- WHAT THE TASK ASKS -
Reproduce the records below exactly, with nothing altered.

---- PROVIDED DATA

use serde_json::json;
use solace_core::sync::CollectionReport;
use solace_core::{KeySource, MigrationReport};

use crate::app::AppContext;
use crate::errors::CliError;
use crate::ui::{badge, header, hint, print, print_json, receipt, table, Badge, UiContext};

pub async fn handle_migrate(ctx: &AppContext<'_>, skip: bool) -> anyhow::Result<()> {
    if ctx.config()?.remote_path()?.is_none() {
        return Err(CliError::invalid_input(
            "No remote store is configured. Set [remote] enabled and path in the config.",
        )
        .into());
    }

    let ui = ctx.ui();
    if skip {
        let state = ctx.open_state()?;
        let mut orchestrator = ctx.build_orchestrator(state, KeySource::Device)?;
        orchestrator.skip_migration()?;
        if ui.mode.is_json() {
            return print_json(&json!({ "skipped": true, "backend": orchestrator.mode() }));
        }
        if !ctx.quiet() {
            print(
                ui,
                &receipt(
                    ui,
                    "Migration skipped",
                    &[("Backend", orchestrator.mode().to_string())],
                ),
            );
        }
        return Ok(());
    }

    let mut orchestrator = ctx.open_orchestrator()?;
    let report = orchestrator.migrate_local_to_remote().await?;

    if ui.mode.is_json() {
        return print_json(&report);
    }
    render_report(ui, &report, ctx.quiet());
    Ok(())
}

fn render_report(ui: &UiContext, report: &MigrationReport, quiet: bool) {
    if report.already_migrated {
        print(ui, &badge(ui, Badge::Info, "Already migrated; nothing to do."));
        return;
    }

    print(ui, &header(ui, "migrate", None));
    let collections: [(&str, &CollectionReport); 4] = [
        ("journal", &report.journal),
        ("moods", &report.moods),
        ("settings", &report.settings),
        ("chats", &report.chats),
    ];
    let rows: Vec<Vec<String>> = collections
        .iter()
        .map(|(name, collection)| {
            vec![
                name.to_string(),
                collection.migrated.to_string(),
                collection.skipped.to_string(),
                collection.failures.len().to_string(),
            ]
        })
        .collect();
    print(ui, &table(ui, &["Collection", "Migrated", "Skipped", "Failed"], &rows));

    if !quiet {
        for failure in report.failures() {
            let id = failure.id.as_ref().map(|id| id.as_str()).unwrap_or("-");
            print(
                ui,
                &badge(ui, Badge::Warn, &format!("{}: {}", id, failure.message)),
            );
        }
    }

    if report.journal.copied_unreadable > 0 && !quiet {
        print(
            ui,
            &badge(
                ui,
                Badge::Info,
                &format!(
                    "{} journal entries could not be decrypted and were copied unchanged.",
                    report.journal.copied_unreadable
                ),
            ),
        );
    }

    if report.completed {
        print(
            ui,
            &badge(ui, Badge::Ok, "Migration complete; the remote store is now active."),
        );
    } else {
        print(
            ui,
            &badge(ui, Badge::Warn, "Migration incomplete; local storage stays active."),
        );
        print(ui, &hint(ui, "Run `solace migrate` again once the remote is reachable."));
    }
}
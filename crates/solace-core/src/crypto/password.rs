//! Password validation.
//!
//! Enforces minimum requirements for a journal password before it is used
//! to derive the journal key.

use crate::error::{Result, SolaceError};

/// Minimum password length in characters.
const MIN_PASSWORD_LENGTH: usize = 8;

/// Validate a new journal password.
///
/// # Requirements
///
/// - At least 8 characters long
/// - Not empty or only whitespace
///
/// # Examples
///
/// ```
/// use solace_core::crypto::validate_password;
///
/// assert!(validate_password("my-secure-password-123").is_ok());
/// assert!(validate_password("short").is_err());
/// ```
pub fn validate_password(password: &str) -> Result<()> {
    if password.trim().is_empty() {
        return Err(SolaceError::InvalidInput(
            "Password cannot be empty".to_string(),
        ));
    }

    let length = password.chars().count();
    if length < MIN_PASSWORD_LENGTH {
        return Err(SolaceError::InvalidInput(format!(
            "Password must be at least {} characters (got {})",
            MIN_PASSWORD_LENGTH, length
        )));
    }

    Ok(())
}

--------

- SOLUTION TO THIS EXERCISE -
use serde_json::json;
use solace_core::sync::CollectionReport;
use solace_core::{KeySource, MigrationReport};

use crate::app::AppContext;
use crate::errors::CliError;
use crate::ui::{badge, header, hint, print, print_json, receipt, table, Badge, UiContext};

pub async fn handle_migrate(ctx: &AppContext<'_>, skip: bool) -> anyhow::Result<()> {
    if ctx.config()?.remote_path()?.is_none() {
        return Err(CliError::invalid_input(
            "No remote store is configured. Set [remote] enabled and path in the config.",
        )
        .into());
    }

    let ui = ctx.ui();
    if skip {
        let state = ctx.open_state()?;
        let mut orchestrator = ctx.build_orchestrator(state, KeySource::Device)?;
        orchestrator.skip_migration()?;
        if ui.mode.is_json() {
            return print_json(&json!({ "skipped": true, "backend": orchestrator.mode() }));
        }
        if !ctx.quiet() {
            print(
                ui,
                &receipt(
                    ui,
                    "Migration skipped",
                    &[("Backend", orchestrator.mode().to_string())],
                ),
            );
        }
        return Ok(());
    }

    let mut orchestrator = ctx.open_orchestrator()?;
    let report = orchestrator.migrate_local_to_remote().await?;

    if ui.mode.is_json() {
        return print_json(&report);
    }
    render_report(ui, &report, ctx.quiet());
    Ok(())
}

fn render_report(ui: &UiContext, report: &MigrationReport, quiet: bool) {
    if report.already_migrated {
        print(ui, &badge(ui, Badge::Info, "Already migrated; nothing to do."));
        return;
    }

    print(ui, &header(ui, "migrate", None));
    let collections: [(&str, &CollectionReport); 4] = [
        ("journal", &report.journal),
        ("moods", &report.moods),
        ("settings", &report.settings),
        ("chats", &report.chats),
    ];
    let rows: Vec<Vec<String>> = collections
        .iter()
        .map(|(name, collection)| {
            vec![
                name.to_string(),
                collection.migrated.to_string(),
                collection.skipped.to_string(),
                collection.failures.len().to_string(),
            ]
        })
        .collect();
    print(ui, &table(ui, &["Collection", "Migrated", "Skipped", "Failed"], &rows));

    if !quiet {
        for failure in report.failures() {
            let id = failure.id.as_ref().map(|id| id.as_str()).unwrap_or("-");
            print(
                ui,
                &badge(ui, Badge::Warn, &format!("{}: {}", id, failure.message)),
            );
        }
    }

    if report.journal.copied_unreadable > 0 && !quiet {
        print(
            ui,
            &badge(
                ui,
                Badge::Info,
                &format!(
                    "{} journal entries could not be decrypted and were copied unchanged.",
                    report.journal.copied_unreadable
                ),
            ),
        );
    }

    if report.completed {
        print(
            ui,
            &badge(ui, Badge::Ok, "Migration complete; the remote store is now active."),
        );
    } else {
        print(
            ui,
            &badge(ui, Badge::Warn, "Migration incomplete; local storage stays active."),
        );
        print(ui, &hint(ui, "Run `solace migrate` again once the remote is reachable."));
    }
}
filename crates/solace-core/src/crypto/password.rs
//! Password validation.
//!
//! Enforces minimum requirements for a journal password before it is used
//! to derive the journal key.

use crate::error::{Result, SolaceError};

/// Minimum password length in characters.
const MIN_PASSWORD_LENGTH: usize = 8;

/// Validate a new journal password.
///
/// # Requirements
///
/// - At least 8 characters long
/// - Not empty or only whitespace
///
/// # Examples
///
/// ```
/// use solace_core::crypto::validate_password;
///
/// assert!(validate_password("my-secure-password-123").is_ok());
/// assert!(validate_password("short").is_err());
/// ```
pub fn validate_password(password: &str) -> Result<()> {
    if password.trim().is_empty() {
        return Err(SolaceError::InvalidInput(
            "Password cannot be empty".to_string(),
        ));
    }

    let length = password.chars().count();
    if length < MIN_PASSWORD_LENGTH {
        return Err(SolaceError::InvalidInput(format!(
            "Password must be at least {} characters (got {})",
            MIN_PASSWORD_LENGTH, length
        )));
    }

    Ok(())
}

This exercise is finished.